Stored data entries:
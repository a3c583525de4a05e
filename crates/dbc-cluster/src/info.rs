//! Info protocol used for node discovery
//!
//! Every message starts with an 8 byte big-endian header carrying the
//! protocol version, the message type and a 48 bit payload size. Requests
//! carry newline terminated field names, responses carry one
//! `name\tvalue\n` line per requested field.

use crate::config::Credentials;
use crate::error::{ClusterError, Result};
use crate::transport::Transport;
use bytes::{BufMut, BytesMut};
use std::borrow::Cow;
use std::net::SocketAddr;
use std::time::Duration;
use tokio::io::{AsyncRead, AsyncReadExt, AsyncWrite, AsyncWriteExt};
use tokio::net::TcpStream;

/// Protocol version written in every header
pub const PROTO_VERSION: u8 = 2;

/// Message type of info requests and responses
pub const INFO_MESSAGE_TYPE: u8 = 1;

/// Size of the message header
pub const HEADER_SIZE: usize = 8;

/// Largest response body accepted from a server
pub const MAX_RESPONSE_SIZE: u64 = 512 * 1024;

/// Response bodies up to this size are read into the connection's scratch buffer
pub const SCRATCH_SIZE: usize = 16 * 1024;

const SIZE_MASK: u64 = (1 << 48) - 1;

/// Decoded message header
#[derive(Debug, Clone, Copy, PartialEq, Eq)]
pub struct ProtoHeader {
    pub version: u8,
    pub msg_type: u8,
    pub size: u64,
}

impl ProtoHeader {
    /// Header for an info message with the given payload size
    pub fn info(size: usize) -> Self {
        Self {
            version: PROTO_VERSION,
            msg_type: INFO_MESSAGE_TYPE,
            size: size as u64,
        }
    }

    pub fn encode<B: BufMut>(&self, buf: &mut B) {
        let word = ((self.version as u64) << 56)
            | ((self.msg_type as u64) << 48)
            | (self.size & SIZE_MASK);
        buf.put_u64(word);
    }

    pub fn decode(bytes: [u8; HEADER_SIZE]) -> Self {
        let word = u64::from_be_bytes(bytes);
        Self {
            version: (word >> 56) as u8,
            msg_type: (word >> 48) as u8,
            size: word & SIZE_MASK,
        }
    }
}

/// Build a complete request for the given field names
pub fn encode_request(names: &[&str]) -> BytesMut {
    let payload_len: usize = names.iter().map(|n| n.len() + 1).sum();
    let mut buf = BytesMut::with_capacity(HEADER_SIZE + payload_len);

    ProtoHeader::info(payload_len).encode(&mut buf);
    for name in names {
        buf.put_slice(name.as_bytes());
        buf.put_u8(b'\n');
    }
    buf
}

/// Response body, borrowed from the scratch buffer when it fits
#[derive(Debug)]
pub struct InfoResponse<'a> {
    body: Cow<'a, [u8]>,
}

impl InfoResponse<'_> {
    pub fn as_str(&self) -> Result<&str> {
        std::str::from_utf8(&self.body)
            .map_err(|e| ClusterError::protocol(format!("Info response is not UTF-8: {}", e)))
    }

    pub fn len(&self) -> usize {
        self.body.len()
    }

    pub fn is_empty(&self) -> bool {
        self.body.is_empty()
    }

    pub fn is_borrowed(&self) -> bool {
        matches!(self.body, Cow::Borrowed(_))
    }
}

/// Where a response body ended up after reading
enum BodyLocation {
    Scratch(usize),
    Owned(Vec<u8>),
}

/// Send an info request and read the response within `timeout`
pub async fn request<'a, S>(
    stream: &mut S,
    names: &[&str],
    timeout: Duration,
    scratch: &'a mut Vec<u8>,
) -> Result<InfoResponse<'a>>
where
    S: AsyncRead + AsyncWrite + Unpin + Send,
{
    let location = tokio::time::timeout(timeout, exchange(stream, names, scratch)).await??;

    let body = match location {
        BodyLocation::Scratch(size) => Cow::Borrowed(&scratch[..size]),
        BodyLocation::Owned(body) => Cow::Owned(body),
    };
    Ok(InfoResponse { body })
}

async fn exchange<S>(stream: &mut S, names: &[&str], scratch: &mut Vec<u8>) -> Result<BodyLocation>
where
    S: AsyncRead + AsyncWrite + Unpin + Send,
{
    stream.write_all(&encode_request(names)).await?;

    let mut header = [0u8; HEADER_SIZE];
    stream.read_exact(&mut header).await?;
    let header = ProtoHeader::decode(header);

    if header.size == 0 || header.size > MAX_RESPONSE_SIZE {
        return Err(ClusterError::protocol(format!(
            "Bad info response size {}",
            header.size
        )));
    }

    let size = header.size as usize;
    if size > SCRATCH_SIZE {
        let mut body = vec![0u8; size];
        stream.read_exact(&mut body).await?;
        return Ok(BodyLocation::Owned(body));
    }

    scratch.clear();
    scratch.resize(size, 0);
    stream.read_exact(&mut scratch[..]).await?;
    Ok(BodyLocation::Scratch(size))
}

/// Split a multi-field response into `(name, value)` pairs
pub fn parse_multi_response(body: &str) -> Vec<(&str, &str)> {
    body.split('\n')
        .filter(|line| !line.is_empty())
        .map(|line| line.split_once('\t').unwrap_or((line, "")))
        .collect()
}

/// Extract the value of a single-field response
pub fn parse_single_response(body: &str) -> Result<&str> {
    let line = body.split('\n').next().unwrap_or_default();
    line.split_once('\t')
        .map(|(_, value)| value)
        .ok_or_else(|| ClusterError::protocol(format!("Invalid info response: {}", line)))
}

/// Persistent info socket kept by the tender for one node
#[derive(Debug)]
pub struct InfoConnection {
    stream: TcpStream,
    scratch: Vec<u8>,
}

impl InfoConnection {
    pub fn new(stream: TcpStream) -> Self {
        Self {
            stream,
            scratch: Vec::with_capacity(SCRATCH_SIZE),
        }
    }

    pub async fn request(&mut self, names: &[&str], timeout: Duration) -> Result<InfoResponse<'_>> {
        request(&mut self.stream, names, timeout, &mut self.scratch).await
    }
}

/// Query one field on a fresh connection to `addr`
pub async fn request_host(
    transport: &dyn Transport,
    addr: SocketAddr,
    name: &str,
    credentials: Option<&Credentials>,
    timeout: Duration,
) -> Result<String> {
    let mut stream = transport.connect(addr, timeout).await?;

    if let Some(credentials) = credentials {
        transport.authenticate(&mut stream, credentials, timeout).await?;
    }

    let mut scratch = Vec::with_capacity(SCRATCH_SIZE);
    let response = request(&mut stream, &[name], timeout, &mut scratch).await?;
    let value = parse_single_response(response.as_str()?)?;
    Ok(value.to_string())
}

#[cfg(test)]
mod tests {
    use super::*;
    use tokio::io::duplex;

    async fn respond<S>(server: &mut S, body: &[u8])
    where
        S: AsyncRead + AsyncWrite + Unpin,
    {
        let mut header = [0u8; HEADER_SIZE];
        server.read_exact(&mut header).await.unwrap();
        let request = ProtoHeader::decode(header);
        let mut names = vec![0u8; request.size as usize];
        server.read_exact(&mut names).await.unwrap();

        let mut reply = BytesMut::new();
        ProtoHeader::info(body.len()).encode(&mut reply);
        reply.put_slice(body);
        server.write_all(&reply).await.unwrap();
    }

    #[test]
    fn test_header_layout() {
        let mut buf = BytesMut::new();
        ProtoHeader::info(0x0102_0304).encode(&mut buf);
        assert_eq!(&buf[..], &[2, 1, 0, 0, 1, 2, 3, 4]);

        let decoded = ProtoHeader::decode(buf[..].try_into().unwrap());
        assert_eq!(decoded, ProtoHeader::info(0x0102_0304));
    }

    #[test]
    fn test_encode_request() {
        let buf = encode_request(&["node", "partition-generation", "services"]);
        let header = ProtoHeader::decode(buf[..HEADER_SIZE].try_into().unwrap());

        assert_eq!(header.size as usize, buf.len() - HEADER_SIZE);
        assert_eq!(&buf[HEADER_SIZE..], b"node\npartition-generation\nservices\n");
    }

    #[test]
    fn test_parse_multi_response() {
        let body = "node\tBB9000000000001\npartition-generation\t42\nservices\t\n";
        let values = parse_multi_response(body);

        assert_eq!(
            values,
            vec![
                ("node", "BB9000000000001"),
                ("partition-generation", "42"),
                ("services", ""),
            ]
        );
    }

    #[test]
    fn test_parse_single_response() {
        assert_eq!(parse_single_response("partitions\t4096\n").unwrap(), "4096");
        assert!(parse_single_response("garbage").is_err());
        assert!(parse_single_response("").is_err());
    }

    #[tokio::test]
    async fn test_request_small_body_uses_scratch() {
        let (mut client, mut server) = duplex(64 * 1024);
        let server_task = tokio::spawn(async move {
            respond(&mut server, b"node\tA1\n").await;
        });

        let mut scratch = Vec::with_capacity(SCRATCH_SIZE);
        let response = request(&mut client, &["node"], Duration::from_secs(1), &mut scratch)
            .await
            .unwrap();

        assert!(response.is_borrowed());
        assert_eq!(response.as_str().unwrap(), "node\tA1\n");
        server_task.await.unwrap();
    }

    #[tokio::test]
    async fn test_request_large_body_is_owned() {
        let body = format!("replicas-master\t{}\n", "A".repeat(SCRATCH_SIZE * 2));
        let expected = body.clone();
        let (mut client, mut server) = duplex(256 * 1024);
        let server_task = tokio::spawn(async move {
            respond(&mut server, body.as_bytes()).await;
        });

        let mut scratch = Vec::with_capacity(SCRATCH_SIZE);
        let response = request(&mut client, &["replicas-master"], Duration::from_secs(1), &mut scratch)
            .await
            .unwrap();

        assert!(!response.is_borrowed());
        assert_eq!(response.len(), expected.len());
        assert_eq!(response.as_str().unwrap(), expected);
        drop(response);
        assert!(scratch.capacity() < SCRATCH_SIZE * 2);
        server_task.await.unwrap();
    }

    #[tokio::test]
    async fn test_request_rejects_oversized_body() {
        let (mut client, mut server) = duplex(1024);
        let server_task = tokio::spawn(async move {
            let mut header = [0u8; HEADER_SIZE];
            server.read_exact(&mut header).await.unwrap();
            let mut names = vec![0u8; ProtoHeader::decode(header).size as usize];
            server.read_exact(&mut names).await.unwrap();

            let mut reply = BytesMut::new();
            ProtoHeader::info(MAX_RESPONSE_SIZE as usize + 1).encode(&mut reply);
            server.write_all(&reply).await.unwrap();
        });

        let mut scratch = Vec::new();
        let err = request(&mut client, &["node"], Duration::from_secs(1), &mut scratch)
            .await
            .unwrap_err();

        assert!(matches!(err, ClusterError::Protocol(_)));
        server_task.await.unwrap();
    }

    #[tokio::test]
    async fn test_request_against_scripted_stream() {
        let body = b"partitions\t4096\n";
        let mut reply = BytesMut::new();
        ProtoHeader::info(body.len()).encode(&mut reply);
        reply.put_slice(body);

        let mut stream = tokio_test::io::Builder::new()
            .write(&encode_request(&["partitions"]))
            .read(&reply)
            .build();

        let mut scratch = Vec::with_capacity(SCRATCH_SIZE);
        let response = request(&mut stream, &["partitions"], Duration::from_secs(1), &mut scratch)
            .await
            .unwrap();
        assert_eq!(parse_single_response(response.as_str().unwrap()).unwrap(), "4096");
    }

    #[tokio::test]
    async fn test_request_times_out() {
        let (mut client, _server) = duplex(1024);
        let mut scratch = Vec::new();

        let err = request(&mut client, &["node"], Duration::from_millis(50), &mut scratch)
            .await
            .unwrap_err();

        assert!(matches!(err, ClusterError::Timeout(_)));
    }
}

> Work required: From the first line above through the line that contains "payload size. Requests", quote each line exactly. Output nothing more.

> Result of the task:
repository a3c583525de4a05e
filename crates/dbc-cluster/src/info.rs
//! Info protocol used for node discovery
//!
//! Every message starts with an 8 byte big-endian header carrying the
//! protocol version, the message type and a 48 bit payload size. Requests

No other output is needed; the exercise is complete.